Over the last six years, at least 1715 people were targeted for deportation by immigration agents despite presenting testimony, paperwork, or other evidence to immigration judges that proved they held US citizenship. This is according to new immigration case data, which litigation has forced the US government to release.
Over a third of those affected eventually gained freedom, but many were unable to gain legal aid because detained immigrants do not have the right to appoint counsel enjoyed by criminal defendants. Hundreds had to spend months locked in detention centers owned by Immigration and Customs Enforcement, as revealed by the information on cases closed between January 2011 and June 2017 in immigration courts.

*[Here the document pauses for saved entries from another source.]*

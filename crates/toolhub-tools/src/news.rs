//! # News Search
//!
//! `fetch_news` looks up yesterday's most popular articles for a query.

use async_trait::async_trait;
use chrono::{Local, NaiveDate};
use reqwest::Client;
use serde::Deserialize;
use std::sync::Arc;
use toolhub_core::{
    Arguments, ContentBlock, HandlerError, HandlerResult, InputSchema, ParamType, Tool,
    ToolHandler,
};
use tracing::debug;

/// Sort order requested from the news source
pub const SORT_BY_POPULARITY: &str = "popularity";

/// One article as consumed by the tool
#[derive(Debug, Clone, PartialEq, Eq)]
pub struct Article {
    pub title: String,
    pub url: String,
}

/// Search backend for `fetch_news`
#[async_trait]
pub trait NewsSource: Send + Sync {
    /// Articles matching `query` published on or after `from`
    async fn search(
        &self,
        query: &str,
        from: NaiveDate,
        sort_by: &str,
    ) -> Result<Vec<Article>, HandlerError>;
}

#[derive(Debug, Deserialize)]
struct EverythingResponse {
    #[serde(default)]
    articles: Vec<RawArticle>,
}

#[derive(Debug, Deserialize)]
struct RawArticle {
    #[serde(default)]
    title: Option<String>,
    #[serde(default)]
    url: Option<String>,
}

#[derive(Debug, Deserialize)]
struct ErrorResponse {
    #[serde(default)]
    code: Option<String>,
    #[serde(default)]
    message: Option<String>,
}

/// NewsAPI `/v2/everything` client
#[derive(Debug, Clone)]
pub struct NewsApiClient {
    client: Client,
    base_url: String,
    api_key: String,
}

impl NewsApiClient {
    pub fn new(client: Client, base_url: impl Into<String>, api_key: impl Into<String>) -> Self {
        Self {
            client,
            base_url: base_url.into(),
            api_key: api_key.into(),
        }
    }
}

#[async_trait]
impl NewsSource for NewsApiClient {
    async fn search(
        &self,
        query: &str,
        from: NaiveDate,
        sort_by: &str,
    ) -> Result<Vec<Article>, HandlerError> {
        let url = format!("{}/v2/everything", self.base_url);
        let from = from.format("%Y-%m-%d").to_string();

        let response = self
            .client
            .get(&url)
            .query(&[
                ("q", query),
                ("from", from.as_str()),
                ("sortBy", sort_by),
                ("apiKey", self.api_key.as_str()),
            ])
            .send()
            .await
            .map_err(|e| HandlerError::external("newsapi", format!("request failed: {e}")))?;

        let status = response.status();
        if !status.is_success() {
            let detail = match response.json::<ErrorResponse>().await {
                Ok(ErrorResponse {
                    code,
                    message: Some(message),
                }) => match code {
                    Some(code) => format!("{code}: {message}"),
                    None => message,
                },
                _ => "no error details".to_string(),
            };
            return Err(HandlerError::external(
                "newsapi",
                format!("HTTP {}: {detail}", status.as_u16()),
            ));
        }

        let body: EverythingResponse = response
            .json()
            .await
            .map_err(|e| HandlerError::InvalidResponse(format!("newsapi body: {e}")))?;

        Ok(body
            .articles
            .into_iter()
            .filter_map(|raw| {
                Some(Article {
                    title: raw.title.unwrap_or_default(),
                    url: raw.url?,
                })
            })
            .collect())
    }
}

/// The `fetch_news` tool
pub struct FetchNewsTool {
    source: Arc<dyn NewsSource>,
    today: Option<NaiveDate>,
}

impl FetchNewsTool {
    pub fn new(source: Arc<dyn NewsSource>) -> Self {
        Self {
            source,
            today: None,
        }
    }

    /// Pin "today" instead of reading the local clock
    pub fn with_today(mut self, today: NaiveDate) -> Self {
        self.today = Some(today);
        self
    }

    fn from_date(&self) -> NaiveDate {
        let today = self.today.unwrap_or_else(|| Local::now().date_naive());
        today.pred_opt().unwrap_or(today)
    }
}

/// Render articles as the tool's text payload
pub fn format_articles(query: &str, articles: &[Article]) -> String {
    if articles.is_empty() {
        return format!("No news found for {query}");
    }

    let mut text = format!("News for {query}:");
    for article in articles {
        text.push('\n');
        text.push_str(&article.title);
        text.push(' ');
        text.push_str(&article.url);
    }
    text
}

#[async_trait]
impl ToolHandler for FetchNewsTool {
    async fn call(&self, args: Arguments) -> HandlerResult {
        let query = args.require_str("query")?;
        let from = self.from_date();

        debug!(query = %query, from = %from, "Searching news");
        let articles = self
            .source
            .search(query, from, SORT_BY_POPULARITY)
            .await?;

        Ok(vec![ContentBlock::text(format_articles(query, &articles))])
    }
}

impl Tool for FetchNewsTool {
    fn name(&self) -> &str {
        "fetch_news"
    }

    fn description(&self) -> &str {
        "Fetch yesterday's most popular news articles matching a query"
    }

    fn input_schema(&self) -> InputSchema {
        InputSchema::empty().required("query", ParamType::String, "Keywords to search for")
    }
}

The Deportation Research Clinic of Northwestern University gave the records to the Houston Chronicle, having obtained them from the Executive Office for Immigration Review in the Department of Justice. The head of the clinic, Professor Jackie Stevens, has helped lawyers to research the cases of over 150 people who were citizens or had citizenship claims, forced to fight to avoid deportation in Texas and several other states.
Stevens says that, with the number of detentions and deportations increasing under the policies of the Trump administration, it is inevitable that more American citizens will find themselves wrongfully arrested. She adds that the immigration court data is a small sample of a larger problem, claiming that up to 4000 people may have been wrongly targeted.